(DATA TO EXAMINE begins)

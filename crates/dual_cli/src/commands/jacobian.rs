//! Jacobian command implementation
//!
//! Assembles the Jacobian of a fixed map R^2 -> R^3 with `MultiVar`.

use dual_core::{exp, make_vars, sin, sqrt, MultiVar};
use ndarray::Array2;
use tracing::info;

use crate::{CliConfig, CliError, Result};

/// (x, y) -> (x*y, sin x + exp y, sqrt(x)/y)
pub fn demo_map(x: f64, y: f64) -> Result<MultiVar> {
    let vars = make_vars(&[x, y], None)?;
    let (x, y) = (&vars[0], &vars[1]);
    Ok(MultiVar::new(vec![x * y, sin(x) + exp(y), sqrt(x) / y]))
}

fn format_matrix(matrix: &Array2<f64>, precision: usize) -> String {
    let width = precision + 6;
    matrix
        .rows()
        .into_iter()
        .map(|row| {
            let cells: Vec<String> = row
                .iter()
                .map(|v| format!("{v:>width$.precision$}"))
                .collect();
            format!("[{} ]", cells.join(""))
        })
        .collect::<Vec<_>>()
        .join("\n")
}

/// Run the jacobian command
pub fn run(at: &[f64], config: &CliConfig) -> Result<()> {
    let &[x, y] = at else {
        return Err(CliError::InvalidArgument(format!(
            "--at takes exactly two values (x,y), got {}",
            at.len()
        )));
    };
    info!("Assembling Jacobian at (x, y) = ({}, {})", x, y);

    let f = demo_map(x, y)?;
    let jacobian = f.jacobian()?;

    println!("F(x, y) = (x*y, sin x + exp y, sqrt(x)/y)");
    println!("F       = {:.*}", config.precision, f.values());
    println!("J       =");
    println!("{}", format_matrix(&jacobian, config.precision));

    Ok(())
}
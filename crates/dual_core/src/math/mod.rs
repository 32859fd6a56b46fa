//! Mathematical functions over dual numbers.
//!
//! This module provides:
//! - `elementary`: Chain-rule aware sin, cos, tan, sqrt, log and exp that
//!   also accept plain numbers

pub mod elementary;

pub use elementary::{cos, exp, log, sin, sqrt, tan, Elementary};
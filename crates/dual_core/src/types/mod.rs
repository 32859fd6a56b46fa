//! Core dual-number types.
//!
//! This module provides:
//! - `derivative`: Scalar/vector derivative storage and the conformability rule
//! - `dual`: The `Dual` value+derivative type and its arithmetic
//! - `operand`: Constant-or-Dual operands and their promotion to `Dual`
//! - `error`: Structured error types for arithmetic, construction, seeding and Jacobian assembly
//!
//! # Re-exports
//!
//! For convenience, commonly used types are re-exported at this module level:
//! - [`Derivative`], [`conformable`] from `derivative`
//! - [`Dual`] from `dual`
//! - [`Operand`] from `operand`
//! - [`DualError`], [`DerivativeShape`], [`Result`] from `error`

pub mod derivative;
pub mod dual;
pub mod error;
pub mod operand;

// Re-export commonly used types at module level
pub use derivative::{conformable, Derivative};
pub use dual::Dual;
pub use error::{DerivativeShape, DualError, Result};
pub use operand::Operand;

(DATA TO EXAMINE ends)
(DATA TO EXAMINE begins)

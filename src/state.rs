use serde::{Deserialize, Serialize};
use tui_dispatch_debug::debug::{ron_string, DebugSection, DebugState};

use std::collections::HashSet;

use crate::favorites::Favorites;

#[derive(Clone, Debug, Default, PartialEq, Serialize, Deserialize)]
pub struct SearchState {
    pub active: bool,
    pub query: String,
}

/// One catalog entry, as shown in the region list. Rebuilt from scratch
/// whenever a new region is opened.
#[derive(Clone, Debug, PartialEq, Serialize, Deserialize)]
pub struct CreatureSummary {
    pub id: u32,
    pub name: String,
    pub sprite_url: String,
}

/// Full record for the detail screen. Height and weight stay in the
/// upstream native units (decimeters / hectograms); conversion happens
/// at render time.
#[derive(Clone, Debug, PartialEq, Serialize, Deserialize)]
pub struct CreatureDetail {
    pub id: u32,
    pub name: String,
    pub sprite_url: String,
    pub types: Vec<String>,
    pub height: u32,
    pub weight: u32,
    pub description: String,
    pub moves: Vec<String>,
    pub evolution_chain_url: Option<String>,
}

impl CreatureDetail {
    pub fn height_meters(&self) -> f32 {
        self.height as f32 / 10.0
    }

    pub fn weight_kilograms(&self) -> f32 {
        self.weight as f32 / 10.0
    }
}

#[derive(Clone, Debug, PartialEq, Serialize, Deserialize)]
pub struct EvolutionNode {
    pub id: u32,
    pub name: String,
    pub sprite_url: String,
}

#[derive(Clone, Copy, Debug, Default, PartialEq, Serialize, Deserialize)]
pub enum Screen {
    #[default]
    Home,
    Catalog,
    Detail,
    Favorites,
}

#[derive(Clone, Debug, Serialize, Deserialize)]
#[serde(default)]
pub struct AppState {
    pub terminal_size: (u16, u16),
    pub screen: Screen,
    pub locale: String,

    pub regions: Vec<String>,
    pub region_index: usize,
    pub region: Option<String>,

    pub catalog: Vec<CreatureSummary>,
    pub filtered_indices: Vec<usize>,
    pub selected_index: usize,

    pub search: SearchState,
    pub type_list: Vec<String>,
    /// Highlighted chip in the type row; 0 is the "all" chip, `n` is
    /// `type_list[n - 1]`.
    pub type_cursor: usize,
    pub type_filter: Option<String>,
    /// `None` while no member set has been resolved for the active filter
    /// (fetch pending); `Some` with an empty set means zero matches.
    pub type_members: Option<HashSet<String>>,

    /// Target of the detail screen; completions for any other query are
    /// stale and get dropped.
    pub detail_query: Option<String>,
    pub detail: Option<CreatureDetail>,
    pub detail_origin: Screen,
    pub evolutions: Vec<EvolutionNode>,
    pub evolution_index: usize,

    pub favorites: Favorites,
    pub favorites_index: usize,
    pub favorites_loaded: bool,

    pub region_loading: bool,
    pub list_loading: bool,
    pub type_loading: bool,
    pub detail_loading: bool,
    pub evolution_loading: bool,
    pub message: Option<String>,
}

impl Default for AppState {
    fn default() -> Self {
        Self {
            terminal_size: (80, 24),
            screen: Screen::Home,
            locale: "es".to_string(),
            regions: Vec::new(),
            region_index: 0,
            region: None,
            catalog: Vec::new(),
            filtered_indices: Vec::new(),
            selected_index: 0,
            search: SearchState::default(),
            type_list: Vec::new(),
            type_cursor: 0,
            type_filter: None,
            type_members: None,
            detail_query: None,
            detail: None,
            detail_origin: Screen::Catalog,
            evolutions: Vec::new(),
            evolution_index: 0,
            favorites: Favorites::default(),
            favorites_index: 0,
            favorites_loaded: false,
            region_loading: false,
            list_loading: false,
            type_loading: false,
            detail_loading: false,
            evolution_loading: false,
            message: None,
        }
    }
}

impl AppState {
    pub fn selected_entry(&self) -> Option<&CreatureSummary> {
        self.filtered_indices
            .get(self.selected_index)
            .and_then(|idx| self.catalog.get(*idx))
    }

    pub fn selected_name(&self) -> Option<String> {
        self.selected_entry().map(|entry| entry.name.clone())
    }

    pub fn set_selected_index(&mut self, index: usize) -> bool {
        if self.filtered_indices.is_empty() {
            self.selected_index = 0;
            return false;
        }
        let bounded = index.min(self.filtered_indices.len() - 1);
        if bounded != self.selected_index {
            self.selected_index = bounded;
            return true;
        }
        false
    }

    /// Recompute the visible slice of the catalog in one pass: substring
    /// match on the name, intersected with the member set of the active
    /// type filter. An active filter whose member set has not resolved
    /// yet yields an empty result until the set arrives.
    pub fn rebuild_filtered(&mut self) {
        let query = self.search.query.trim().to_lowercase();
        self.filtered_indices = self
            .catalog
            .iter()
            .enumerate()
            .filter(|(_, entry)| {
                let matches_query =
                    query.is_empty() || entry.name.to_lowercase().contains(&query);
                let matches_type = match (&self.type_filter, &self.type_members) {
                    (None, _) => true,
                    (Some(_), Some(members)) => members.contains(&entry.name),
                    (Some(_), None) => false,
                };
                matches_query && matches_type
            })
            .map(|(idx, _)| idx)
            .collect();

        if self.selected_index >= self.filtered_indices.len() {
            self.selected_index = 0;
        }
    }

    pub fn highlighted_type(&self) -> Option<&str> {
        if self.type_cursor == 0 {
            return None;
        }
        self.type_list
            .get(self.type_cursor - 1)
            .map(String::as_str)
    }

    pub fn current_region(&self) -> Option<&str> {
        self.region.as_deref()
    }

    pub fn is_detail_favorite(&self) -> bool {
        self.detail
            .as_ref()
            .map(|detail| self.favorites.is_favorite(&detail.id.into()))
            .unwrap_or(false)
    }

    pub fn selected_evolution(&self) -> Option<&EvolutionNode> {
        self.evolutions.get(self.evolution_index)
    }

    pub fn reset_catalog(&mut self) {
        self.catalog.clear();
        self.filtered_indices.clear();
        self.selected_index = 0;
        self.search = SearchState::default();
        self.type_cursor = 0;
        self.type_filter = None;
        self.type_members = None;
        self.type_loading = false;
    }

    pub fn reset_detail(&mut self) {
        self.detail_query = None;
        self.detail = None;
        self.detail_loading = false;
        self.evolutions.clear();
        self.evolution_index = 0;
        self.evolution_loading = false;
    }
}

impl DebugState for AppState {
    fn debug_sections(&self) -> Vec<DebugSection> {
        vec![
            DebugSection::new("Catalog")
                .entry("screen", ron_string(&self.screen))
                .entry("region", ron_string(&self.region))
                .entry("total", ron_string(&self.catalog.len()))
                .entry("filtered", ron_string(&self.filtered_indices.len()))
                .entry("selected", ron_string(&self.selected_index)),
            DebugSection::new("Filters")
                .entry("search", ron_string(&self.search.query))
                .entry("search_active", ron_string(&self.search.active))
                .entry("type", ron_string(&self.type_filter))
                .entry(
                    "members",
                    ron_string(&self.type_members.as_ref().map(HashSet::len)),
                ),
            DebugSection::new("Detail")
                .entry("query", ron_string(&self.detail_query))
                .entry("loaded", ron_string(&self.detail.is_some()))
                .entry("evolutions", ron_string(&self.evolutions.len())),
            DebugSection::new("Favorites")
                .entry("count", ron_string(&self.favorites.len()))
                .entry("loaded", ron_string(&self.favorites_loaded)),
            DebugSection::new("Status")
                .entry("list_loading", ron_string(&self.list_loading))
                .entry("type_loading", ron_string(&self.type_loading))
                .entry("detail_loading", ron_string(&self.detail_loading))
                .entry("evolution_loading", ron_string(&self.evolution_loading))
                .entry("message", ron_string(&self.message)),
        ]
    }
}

(DATA TO EXAMINE ends)
(DATA TO EXAMINE begins)

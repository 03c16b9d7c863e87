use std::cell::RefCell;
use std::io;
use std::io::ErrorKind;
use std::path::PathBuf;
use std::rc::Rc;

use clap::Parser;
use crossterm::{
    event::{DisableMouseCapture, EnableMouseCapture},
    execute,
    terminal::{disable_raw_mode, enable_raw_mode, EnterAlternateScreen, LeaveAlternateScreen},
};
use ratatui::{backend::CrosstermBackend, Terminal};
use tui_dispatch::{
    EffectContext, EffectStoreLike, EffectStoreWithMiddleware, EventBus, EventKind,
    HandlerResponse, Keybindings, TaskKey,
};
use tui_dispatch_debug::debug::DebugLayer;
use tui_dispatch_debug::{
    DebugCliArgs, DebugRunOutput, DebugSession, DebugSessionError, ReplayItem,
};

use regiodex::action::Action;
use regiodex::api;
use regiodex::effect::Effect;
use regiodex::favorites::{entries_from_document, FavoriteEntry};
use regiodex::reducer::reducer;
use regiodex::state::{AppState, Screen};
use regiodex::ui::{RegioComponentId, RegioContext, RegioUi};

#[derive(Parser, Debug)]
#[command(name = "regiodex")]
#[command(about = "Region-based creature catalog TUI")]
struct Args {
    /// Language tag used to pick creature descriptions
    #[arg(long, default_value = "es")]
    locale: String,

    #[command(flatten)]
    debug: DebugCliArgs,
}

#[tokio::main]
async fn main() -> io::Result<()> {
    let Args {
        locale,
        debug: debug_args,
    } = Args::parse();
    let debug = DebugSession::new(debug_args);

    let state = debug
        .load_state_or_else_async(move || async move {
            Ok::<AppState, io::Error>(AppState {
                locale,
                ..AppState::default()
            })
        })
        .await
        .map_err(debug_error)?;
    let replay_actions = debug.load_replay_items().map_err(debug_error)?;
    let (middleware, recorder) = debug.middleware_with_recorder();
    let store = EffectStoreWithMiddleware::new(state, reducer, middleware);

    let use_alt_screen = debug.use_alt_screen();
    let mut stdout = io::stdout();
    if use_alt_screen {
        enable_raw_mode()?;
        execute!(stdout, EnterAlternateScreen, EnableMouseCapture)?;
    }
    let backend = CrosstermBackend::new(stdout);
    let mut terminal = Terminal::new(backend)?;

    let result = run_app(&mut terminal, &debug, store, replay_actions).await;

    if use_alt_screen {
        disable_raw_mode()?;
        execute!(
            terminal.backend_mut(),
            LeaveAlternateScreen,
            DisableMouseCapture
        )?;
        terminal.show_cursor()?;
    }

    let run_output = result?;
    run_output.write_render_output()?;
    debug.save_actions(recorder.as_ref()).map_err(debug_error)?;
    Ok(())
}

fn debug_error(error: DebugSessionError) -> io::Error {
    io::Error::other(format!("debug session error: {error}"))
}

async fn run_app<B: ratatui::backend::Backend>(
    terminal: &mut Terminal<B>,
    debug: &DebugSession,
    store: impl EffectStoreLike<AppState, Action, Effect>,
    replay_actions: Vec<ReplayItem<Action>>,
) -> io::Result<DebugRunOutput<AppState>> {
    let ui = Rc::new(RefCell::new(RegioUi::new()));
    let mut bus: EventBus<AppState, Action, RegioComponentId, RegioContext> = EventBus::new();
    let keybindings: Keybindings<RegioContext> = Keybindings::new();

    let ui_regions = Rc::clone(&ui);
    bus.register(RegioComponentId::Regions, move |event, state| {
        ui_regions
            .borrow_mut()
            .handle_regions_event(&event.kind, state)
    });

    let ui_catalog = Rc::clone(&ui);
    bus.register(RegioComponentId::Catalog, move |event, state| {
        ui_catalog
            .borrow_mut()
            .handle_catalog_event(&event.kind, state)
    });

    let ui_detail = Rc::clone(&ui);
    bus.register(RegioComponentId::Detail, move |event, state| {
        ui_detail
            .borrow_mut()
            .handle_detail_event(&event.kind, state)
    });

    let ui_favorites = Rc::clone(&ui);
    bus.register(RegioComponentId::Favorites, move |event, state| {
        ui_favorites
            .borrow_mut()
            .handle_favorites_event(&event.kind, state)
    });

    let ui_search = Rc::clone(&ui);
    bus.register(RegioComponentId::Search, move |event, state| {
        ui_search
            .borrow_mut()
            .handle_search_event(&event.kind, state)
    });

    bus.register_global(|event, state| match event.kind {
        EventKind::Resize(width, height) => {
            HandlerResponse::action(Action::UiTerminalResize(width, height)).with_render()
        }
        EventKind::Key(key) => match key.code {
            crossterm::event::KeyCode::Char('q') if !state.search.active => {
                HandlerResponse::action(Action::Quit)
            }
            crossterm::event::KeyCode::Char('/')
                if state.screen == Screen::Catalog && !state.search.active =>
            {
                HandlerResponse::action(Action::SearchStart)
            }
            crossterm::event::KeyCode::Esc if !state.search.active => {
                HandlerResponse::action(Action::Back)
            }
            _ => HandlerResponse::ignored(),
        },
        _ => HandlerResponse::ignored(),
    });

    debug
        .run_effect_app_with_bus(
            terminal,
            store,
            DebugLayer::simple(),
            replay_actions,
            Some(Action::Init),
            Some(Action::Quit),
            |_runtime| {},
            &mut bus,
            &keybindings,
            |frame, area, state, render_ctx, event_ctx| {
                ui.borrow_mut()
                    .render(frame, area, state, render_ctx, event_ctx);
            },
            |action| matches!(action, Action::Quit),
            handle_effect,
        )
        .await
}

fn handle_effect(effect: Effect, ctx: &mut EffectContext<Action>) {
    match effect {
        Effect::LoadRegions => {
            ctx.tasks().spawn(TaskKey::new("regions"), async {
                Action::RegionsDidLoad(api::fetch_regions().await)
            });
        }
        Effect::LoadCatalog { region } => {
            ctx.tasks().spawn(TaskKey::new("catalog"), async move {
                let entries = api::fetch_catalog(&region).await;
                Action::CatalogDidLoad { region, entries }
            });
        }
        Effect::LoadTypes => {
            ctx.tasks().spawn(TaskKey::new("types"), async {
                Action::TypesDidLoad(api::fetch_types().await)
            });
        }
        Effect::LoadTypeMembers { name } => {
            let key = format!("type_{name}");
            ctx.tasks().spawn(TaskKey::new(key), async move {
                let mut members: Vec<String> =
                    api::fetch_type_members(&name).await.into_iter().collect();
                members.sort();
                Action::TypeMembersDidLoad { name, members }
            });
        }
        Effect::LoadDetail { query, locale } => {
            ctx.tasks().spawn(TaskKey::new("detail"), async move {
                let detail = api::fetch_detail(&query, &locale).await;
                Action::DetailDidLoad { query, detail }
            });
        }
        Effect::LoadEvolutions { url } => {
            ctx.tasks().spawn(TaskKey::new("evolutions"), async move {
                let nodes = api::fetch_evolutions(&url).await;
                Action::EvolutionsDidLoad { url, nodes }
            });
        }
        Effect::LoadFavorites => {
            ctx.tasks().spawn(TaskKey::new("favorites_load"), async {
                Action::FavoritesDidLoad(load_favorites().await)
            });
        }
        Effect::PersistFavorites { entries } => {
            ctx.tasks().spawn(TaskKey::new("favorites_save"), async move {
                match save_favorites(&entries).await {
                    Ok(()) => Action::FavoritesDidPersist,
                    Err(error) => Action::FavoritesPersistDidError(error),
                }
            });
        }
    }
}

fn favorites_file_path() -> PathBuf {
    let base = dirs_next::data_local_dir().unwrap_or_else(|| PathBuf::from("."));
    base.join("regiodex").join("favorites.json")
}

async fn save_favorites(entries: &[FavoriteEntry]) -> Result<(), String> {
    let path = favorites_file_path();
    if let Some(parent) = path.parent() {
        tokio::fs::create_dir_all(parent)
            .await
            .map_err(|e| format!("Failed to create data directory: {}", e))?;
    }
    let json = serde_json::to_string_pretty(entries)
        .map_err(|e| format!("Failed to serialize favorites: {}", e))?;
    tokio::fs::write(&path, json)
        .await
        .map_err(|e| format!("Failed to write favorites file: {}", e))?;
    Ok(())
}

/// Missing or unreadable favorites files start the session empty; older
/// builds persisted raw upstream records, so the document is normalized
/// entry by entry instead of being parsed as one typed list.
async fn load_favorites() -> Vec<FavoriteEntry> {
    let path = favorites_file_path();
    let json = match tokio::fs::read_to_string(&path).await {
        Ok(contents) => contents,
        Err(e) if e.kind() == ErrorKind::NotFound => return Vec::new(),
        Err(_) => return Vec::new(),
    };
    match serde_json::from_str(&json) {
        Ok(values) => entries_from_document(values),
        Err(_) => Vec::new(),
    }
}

(DATA TO EXAMINE ends)

WHAT TO PRODUCE:
Look over the entries for "PathBuf", then copy every line that includes that string.

PROBLEM SOLUTION:
use std::path::PathBuf;
fn favorites_file_path() -> PathBuf {
    let base = dirs_next::data_local_dir().unwrap_or_else(|| PathBuf::from("."));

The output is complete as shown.